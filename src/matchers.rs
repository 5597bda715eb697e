//! Ready-made [`Matcher`]s over a pair of slices.
//!
//! The march itself only ever sees `(i, j)` indices; these adapters close over
//! two sequences and turn element comparisons into match values.

use crate::Matcher;

/// `1.0` where the elements are equal, `0.0` elsewhere.
///
/// With a branch threshold of `1.0` this turns the march into classic LCS.
#[derive(Debug)]
pub struct ExactMatcher<'a, T> {
    a: &'a [T],
    b: &'a [T],
}

impl<T> Clone for ExactMatcher<'_, T> {
    fn clone(&self) -> Self {
        *self
    }
}

impl<T> Copy for ExactMatcher<'_, T> {}

impl<'a, T: PartialEq> ExactMatcher<'a, T> {
    pub fn new(a: &'a [T], b: &'a [T]) -> Self {
        Self { a, b }
    }

    /// `(width, height)` for a march over these sequences.
    pub fn dims(&self) -> (u32, u32) {
        (self.a.len() as u32, self.b.len() as u32)
    }
}

impl<T: PartialEq> Matcher for ExactMatcher<'_, T> {
    #[inline]
    fn score(&mut self, i: u32, j: u32) -> f32 {
        if self.a[i as usize] == self.b[j as usize] {
            1.0
        } else {
            0.0
        }
    }
}

/// Caller-scored element similarity, clamped into `[0, 1]`.
///
/// NaN scores count as no match.
pub struct ScoredMatcher<'a, T, F> {
    a: &'a [T],
    b: &'a [T],
    similarity: F,
}

impl<'a, T, F> ScoredMatcher<'a, T, F>
where
    F: FnMut(&T, &T) -> f32,
{
    pub fn new(a: &'a [T], b: &'a [T], similarity: F) -> Self {
        Self { a, b, similarity }
    }

    pub fn dims(&self) -> (u32, u32) {
        (self.a.len() as u32, self.b.len() as u32)
    }
}

impl<T, F> Matcher for ScoredMatcher<'_, T, F>
where
    F: FnMut(&T, &T) -> f32,
{
    #[inline]
    fn score(&mut self, i: u32, j: u32) -> f32 {
        let v = (self.similarity)(&self.a[i as usize], &self.b[j as usize]);
        if v.is_nan() {
            0.0
        } else {
            v.clamp(0.0, 1.0)
        }
    }
}
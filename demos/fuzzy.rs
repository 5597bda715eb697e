//! Example: aligning numeric series with a graded similarity.
//!
//! Run with:
//! `cargo run --example fuzzy`

use lazy_march::{matchers::ScoredMatcher, LazyMatrixMarchBuilder};

fn main() {
    let recorded = [1.0f32, 2.0, 4.0, 8.0, 16.0, 32.0];
    let replayed = [1.1f32, 4.2, 7.0, 9.0, 15.5, 33.0, 64.0];

    // Relative closeness: 1 for identical values, 0 once they differ by 50%.
    let similarity = |a: &f32, b: &f32| 1.0 - 2.0 * (a - b).abs() / a.abs().max(b.abs());
    let matcher = ScoredMatcher::new(&recorded, &replayed, similarity);
    let (w, h) = matcher.dims();

    let mut march = LazyMatrixMarchBuilder::new(w, h, matcher)
        .with_branch_threshold(1.0)
        .build();
    let result = march.run();

    println!("total match: {:.3}", result.total_match);
    for m in &result.matches {
        println!(
            "  recorded[{}] = {:>5} <-> replayed[{}] = {:>5}  ({:.3})",
            m.i, recorded[m.i as usize], m.j, replayed[m.j as usize], m.match_val
        );
    }
    println!("{:?}", march.stats());
}
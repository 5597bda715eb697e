//! Example: line-level alignment of two text snippets, where lines that were
//! only edited still count as partial matches.
//!
//! Run with:
//! `cargo run --example align_lines`

use lazy_march::{matchers::ScoredMatcher, LazyMatrixMarch};

/// Dice coefficient over character bigrams.
fn bigram_similarity(a: &&str, b: &&str) -> f32 {
    fn bigrams(s: &str) -> Vec<(char, char)> {
        let chars: Vec<char> = s.chars().collect();
        chars.windows(2).map(|w| (w[0], w[1])).collect()
    }
    if a == b {
        return 1.0;
    }
    let (x, mut y) = (bigrams(a), bigrams(b));
    if x.is_empty() || y.is_empty() {
        return 0.0;
    }
    let total = (x.len() + y.len()) as f32;
    let mut shared = 0usize;
    for g in &x {
        if let Some(pos) = y.iter().position(|h| h == g) {
            y.swap_remove(pos);
            shared += 1;
        }
    }
    2.0 * shared as f32 / total
}

fn main() {
    let before = [
        "fn main() {",
        "    let x = compute(1, 2);",
        "    println!(\"{x}\");",
        "    cleanup();",
        "}",
    ];
    let after = [
        "use std::io;",
        "fn main() {",
        "    let x = compute(1, 3);",
        "    log(x);",
        "    println!(\"{x}\");",
        "}",
    ];

    let matcher = ScoredMatcher::new(&before, &after, |a: &&str, b: &&str| {
        // Ignore weak resemblance so unrelated lines stay unmatched.
        let s = bigram_similarity(a, b);
        if s < 0.5 {
            0.0
        } else {
            s
        }
    });
    let (w, h) = matcher.dims();
    let mut march = LazyMatrixMarch::new(w, h, matcher);
    let result = march.run();

    println!("alignment score {:.2} ({} matcher calls)", result.total_match, march.num_evals());
    for m in &result.matches {
        let tag = if m.match_val >= 1.0 { "=" } else { "~" };
        println!(
            "{tag} {:<28} | {:<28} {:.2}",
            before[m.i as usize], after[m.j as usize], m.match_val
        );
    }
}
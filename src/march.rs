//! Lazy matrix march: best-path search for fuzzy LCS.
//!
//! The search walks an implicit `width × height` lattice. A candidate at
//! `(i, j)` carrying `score` stands for a partial alignment of the prefixes
//! `[0, i)` and `[0, j)`. Expanding it evaluates the matcher at `(i, j)` (once
//! per cell, memoized) and proposes:
//! - a diagonal successor `(i+1, j+1)` with `score + eval` when `eval > 0`,
//! - skip successors `(i+1, j)` and `(i, j+1)` with `score` when `eval` is
//!   below the branch threshold.
//!
//! A successor that steps off the right or bottom edge is a completed path.
//! Candidates are ordered by an admissible bound (`score` plus the shorter
//! remaining side), so paths that can no longer beat the best completed one
//! are dropped early. For mostly similar sequences this touches ~O(n) cells
//! instead of the full O(n²) table.

use crate::frontier::{Candidate, Frontier, PrunePolicy};
use crate::matrix::{MatchMatrix, UNSET};
use crate::result::{MarchResult, ResultMatch};
use crate::utils::Lattice;
use crate::Matcher;

/// Default for [`LazyMatrixMarch::branch_threshold`].
pub const DEFAULT_BRANCH_THRESHOLD: f32 = 0.95;

/// Slack allowed when re-deriving a diagonal step during reconstruction.
const BACKTRACK_TOLERANCE: f32 = 1e-4;

/// Counters describing how much work a march did.
#[derive(Debug, Clone, Copy, Default, PartialEq, Eq)]
pub struct MarchStats {
    /// Candidates popped from the frontier.
    pub steps: u32,
    /// Matcher invocations (distinct cells evaluated).
    pub evals: u32,
    /// Popped candidates discarded because their cell was already reached
    /// with an equal or better score.
    pub dominated: u32,
    /// Popped candidates discarded because their bound had already fallen
    /// below the best completed path.
    pub stale: u32,
    /// Candidates recycled by frontier pruning.
    pub pruned: u32,
    /// Candidate nodes allocated over the run.
    pub nodes: u32,
}

/// Online, interruptible FLCS search over a lazily evaluated match matrix.
///
/// ```
/// use lazy_march::LazyMatrixMarch;
///
/// let mut march = LazyMatrixMarch::new(3, 3, |i: u32, j: u32| if i == j { 1.0 } else { 0.0 });
/// let result = march.run();
/// assert_eq!(result.total_match, 3.0);
/// assert_eq!(result.pairs().collect::<Vec<_>>(), vec![(0, 0), (1, 1), (2, 2)]);
/// ```
pub struct LazyMatrixMarch<M: Matcher> {
    lattice: Lattice,
    matcher: M,
    matrix: MatchMatrix,
    frontier: Frontier,
    branch_threshold: f32,
    prune_policy: PrunePolicy,
    /// Best total of any completed path, [`UNSET`] until the first completes.
    best_match: f32,
    /// Last in-bounds cell of the best completed path.
    best_res: (u32, u32),
    stats: MarchStats,
}

impl<M: Matcher> LazyMatrixMarch<M> {
    /// Create a march with the default branch threshold and prune policy.
    ///
    /// `width` and `height` are the lengths of the first and second sequence.
    ///
    /// # Panics
    /// Panics if `width == 0` or `height == 0`.
    pub fn new(width: u32, height: u32, matcher: M) -> Self {
        Self::with_config(
            width,
            height,
            matcher,
            DEFAULT_BRANCH_THRESHOLD,
            PrunePolicy::default(),
        )
    }

    /// # Panics
    /// Panics if `width == 0`, `height == 0`, or `branch_threshold` is not in `(0, 1]`.
    pub fn with_branch_threshold(width: u32, height: u32, matcher: M, branch_threshold: f32) -> Self {
        Self::with_config(width, height, matcher, branch_threshold, PrunePolicy::default())
    }

    /// # Panics
    /// Panics if `width == 0`, `height == 0`, or `branch_threshold` is not in `(0, 1]`.
    pub fn with_config(
        width: u32,
        height: u32,
        matcher: M,
        branch_threshold: f32,
        prune_policy: PrunePolicy,
    ) -> Self {
        assert!(width > 0, "width must be positive");
        assert!(height > 0, "height must be positive");
        assert!(
            branch_threshold > 0.0 && branch_threshold <= 1.0,
            "branch_threshold must lie in (0, 1], got {branch_threshold}"
        );

        let lattice = Lattice::new(width, height);
        let mut frontier = Frontier::new(lattice);
        frontier.insert(0, 0, 0.0);

        Self {
            lattice,
            matcher,
            matrix: MatchMatrix::new(lattice),
            frontier,
            branch_threshold,
            prune_policy,
            best_match: UNSET,
            best_res: (0, 0),
            stats: MarchStats::default(),
        }
    }

    pub fn width(&self) -> u32 {
        self.lattice.width
    }

    pub fn height(&self) -> u32 {
        self.lattice.height
    }

    pub fn branch_threshold(&self) -> f32 {
        self.branch_threshold
    }

    pub fn prune_policy(&self) -> PrunePolicy {
        self.prune_policy
    }

    pub fn num_evals(&self) -> u32 {
        self.stats.evals
    }

    pub fn num_steps(&self) -> u32 {
        self.stats.steps
    }

    pub fn stats(&self) -> MarchStats {
        MarchStats {
            nodes: self.frontier.pool_size() as u32,
            ..self.stats
        }
    }

    /// Best score of any completed path so far.
    pub fn best_match(&self) -> Option<f32> {
        (self.best_match >= 0.0).then_some(self.best_match)
    }

    /// Next candidate `step` would expand.
    pub fn peek_candidate(&self) -> Option<Candidate> {
        self.frontier.peek()
    }

    pub fn frontier_len(&self) -> usize {
        self.frontier.len()
    }

    /// True once the frontier is exhausted and `run` would only reconstruct.
    pub fn is_done(&self) -> bool {
        self.frontier.is_empty()
    }

    pub fn matrix(&self) -> &MatchMatrix {
        &self.matrix
    }

    pub fn frontier(&self) -> &Frontier {
        &self.frontier
    }

    /// Expand the highest-priority candidate.
    ///
    /// Returns `false` when there is nothing left to do. Stepping can be stopped
    /// at any point and resumed later, or finished with [`run`](Self::run).
    pub fn step(&mut self) -> bool {
        let Some(cand) = self.frontier.pop() else {
            return false;
        };
        self.stats.steps += 1;

        // Pruning removes most of these before they surface, but a completion
        // can raise `best_match` past candidates queued earlier.
        if self.lattice.max_possible_score(cand.score, cand.i, cand.j) < self.best_match {
            self.stats.stale += 1;
            #[cfg(feature = "tracing")]
            tracing::trace!(i = cand.i, j = cand.j, score = cand.score, "stale candidate");
            return true;
        }

        let cell = self.matrix.cell_mut(cand.i, cand.j);
        if cell.best >= cand.score {
            self.stats.dominated += 1;
            #[cfg(feature = "tracing")]
            tracing::trace!(i = cand.i, j = cand.j, score = cand.score, best = cell.best, "dominated candidate");
            return true;
        }

        cell.best = cand.score;
        if !cell.is_evaluated() {
            let eval = self.matcher.score(cand.i, cand.j);
            debug_assert!(
                (0.0..=1.0).contains(&eval),
                "matcher returned {eval} at ({}, {}), expected [0, 1]",
                cand.i,
                cand.j
            );
            cell.eval = eval;
            self.stats.evals += 1;
        }
        let eval = cell.eval;

        if eval > 0.0 {
            let new_score = cand.score + eval;
            self.add_candidate(new_score, cand.i, cand.j, 1, 1);
            // Nothing that cannot reach `new_score` can be optimal any more.
            let pruned = self.frontier.prune(new_score, self.prune_policy);
            self.stats.pruned += pruned as u32;
        }

        if eval < self.branch_threshold {
            self.add_candidate(cand.score, cand.i, cand.j, 1, 0);
            self.add_candidate(cand.score, cand.i, cand.j, 0, 1);
        }

        true
    }

    /// Propose the successor `(i + add_i, j + add_j)` carrying `score`.
    ///
    /// Off-lattice successors are completed paths; in-lattice ones are queued only
    /// when their bound can still beat the best completed path.
    fn add_candidate(&mut self, score: f32, i: u32, j: u32, add_i: u32, add_j: u32) {
        let (ni, nj) = (i + add_i, j + add_j);
        if !self.lattice.contains(ni, nj) {
            if score > self.best_match {
                self.best_match = score;
                self.best_res = (i, j);
            }
            return;
        }

        if self.lattice.max_possible_score(score, ni, nj) > self.best_match {
            self.frontier.insert(ni, nj, score);
        }
    }

    /// Step until the frontier is exhausted, then reconstruct the best path.
    ///
    /// Safe to call after any number of [`step`](Self::step) calls, and again
    /// after it returns; a finished march yields the same result every time.
    pub fn run(&mut self) -> MarchResult {
        #[cfg(feature = "tracing")]
        let span = tracing::info_span!("march_run", width = self.lattice.width, height = self.lattice.height);
        #[cfg(feature = "tracing")]
        let _enter = span.enter();

        while self.step() {}

        let result = {
            #[cfg(feature = "tracing")]
            let span = tracing::info_span!("reconstruct");
            #[cfg(feature = "tracing")]
            let _enter = span.enter();
            self.reconstruct()
        };

        #[cfg(feature = "tracing")]
        {
            let stats = self.stats();
            tracing::debug!(
                total_match = result.total_match,
                matches = result.matches.len(),
                steps = stats.steps,
                evals = stats.evals,
                dominated = stats.dominated,
                stale = stats.stale,
                pruned = stats.pruned,
                nodes = stats.nodes,
                "march finished"
            );
        }

        result
    }

    /// Walk back from the end of the best completed path through `best`
    /// values, emitting every diagonal step as a match.
    fn reconstruct(&self) -> MarchResult {
        debug_assert!(self.best_match >= 0.0, "no completed path recorded");

        let max_matches = self.lattice.max_matches();
        let mut matches = vec![ResultMatch::default(); max_matches];
        let mut out = max_matches;

        let (mut i, mut j) = self.best_res;

        // The best path left the lattice from `best_res`; a positive value there
        // means it left diagonally, matching that cell.
        let last = self.matrix.cell(i, j);
        if last.eval > 0.0 {
            out -= 1;
            matches[out] = ResultMatch::new(i, j, last.eval);
        }

        while i > 0 && j > 0 {
            let best = self.matrix.cell(i, j).best;
            if self.matrix.cell(i - 1, j).best == best {
                i -= 1;
                continue;
            }
            if self.matrix.cell(i, j - 1).best == best {
                j -= 1;
                continue;
            }

            let diag = self.matrix.cell(i - 1, j - 1);
            debug_assert!(diag.eval > 0.0 && diag.eval <= 1.0);
            debug_assert!(
                (diag.best + diag.eval - best).abs() <= BACKTRACK_TOLERANCE,
                "inconsistent diagonal step into ({i}, {j})"
            );

            i -= 1;
            j -= 1;
            debug_assert!(out > 0, "more matches than min(width, height)");
            out -= 1;
            matches[out] = ResultMatch::new(i, j, diag.eval);
        }

        matches.drain(..out);
        MarchResult {
            total_match: self.best_match.max(0.0),
            matches,
        }
    }
}
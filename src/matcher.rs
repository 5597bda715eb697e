//! The match-function seam.
//!
//! [`LazyMatrixMarch`](crate::LazyMatrixMarch) never sees the sequences it
//! aligns. Everything it knows about them comes through a [`Matcher`], which
//! scores how well element `i` of the first sequence corresponds to element `j`
//! of the second.

/// Scores a single lattice cell.
///
/// Contract:
/// - Returns a value in `[0, 1]`: `0` means "no match", anything `> 0` is a
///   match of that quality.
/// - Must be total over `[0, width) × [0, height)`.
/// - Is called at most once per `(i, j)`; the march memoizes the result, so an
///   implementation may be expensive or keep idempotent side effects (counters,
///   caches).
///
/// A panic inside `score` unwinds through `step`/`run` unchanged.
///
/// Any `FnMut(u32, u32) -> f32` closure is a `Matcher`.
pub trait Matcher {
    fn score(&mut self, i: u32, j: u32) -> f32;
}

impl<F> Matcher for F
where
    F: FnMut(u32, u32) -> f32,
{
    #[inline]
    fn score(&mut self, i: u32, j: u32) -> f32 {
        self(i, j)
    }
}
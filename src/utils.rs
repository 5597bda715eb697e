//! Lattice geometry and the bound/metric used to order candidates.

/// Largest bound gap the tie-breaker in [`Lattice::metric`] may bridge.
///
/// The per-lattice weight is this divided by `max_matches + 1`, so the score
/// term stays below it for every score the lattice can produce.
pub const TIE_BREAKER: f32 = 0.01;

/// Upper bound on the total score reachable from `(i, j)` while carrying `score`.
///
/// Assumes every remaining diagonal step matches perfectly (value 1), so it
/// never underestimates the true optimum.
#[inline]
pub fn max_possible_score(score: f32, width: u32, height: u32, i: u32, j: u32) -> f32 {
    debug_assert!(i <= width && j <= height);
    score + (width - i).min(height - j) as f32
}

/// Dimensions of the implicit `width × height` lattice.
#[derive(Debug, Clone, Copy, PartialEq, Eq)]
pub struct Lattice {
    pub width: u32,
    pub height: u32,
}

impl Lattice {
    #[inline]
    pub fn new(width: u32, height: u32) -> Self {
        Self { width, height }
    }

    /// Number of cells, `width * height`.
    #[inline]
    pub fn cells(&self) -> usize {
        self.width as usize * self.height as usize
    }

    /// Longest possible alignment, `min(width, height)`.
    #[inline]
    pub fn max_matches(&self) -> usize {
        self.width.min(self.height) as usize
    }

    #[inline]
    pub fn contains(&self, i: u32, j: u32) -> bool {
        i < self.width && j < self.height
    }

    #[inline]
    pub fn max_possible_score(&self, score: f32, i: u32, j: u32) -> f32 {
        max_possible_score(score, self.width, self.height, i, j)
    }

    /// Weight of the realized score in [`metric`](Self::metric).
    #[inline]
    pub fn tie_breaker(&self) -> f32 {
        TIE_BREAKER / (self.max_matches() as f32 + 1.0)
    }

    /// Frontier priority: the admissible bound, with the realized score as a
    /// small tie-breaker. Higher is expanded first.
    ///
    /// Ordering by the bound keeps the search breadth-first-like, which is what
    /// lets `prune` cut from the low end of the frontier. Two candidates swap
    /// relative to their bounds only when the bounds are less than
    /// [`TIE_BREAKER`] apart.
    #[inline]
    pub fn metric(&self, score: f32, i: u32, j: u32) -> f32 {
        self.max_possible_score(score, i, j) + self.tie_breaker() * score
    }
}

******

**EXERCISE DIRECTIONS:** Scan the listing for the string "MarchResult" and copy every line that carries it.

**TASK SOLUTION:**
use crate::result::{MarchResult, ResultMatch};
    pub fn run(&mut self) -> MarchResult {
    fn reconstruct(&self) -> MarchResult {
        MarchResult {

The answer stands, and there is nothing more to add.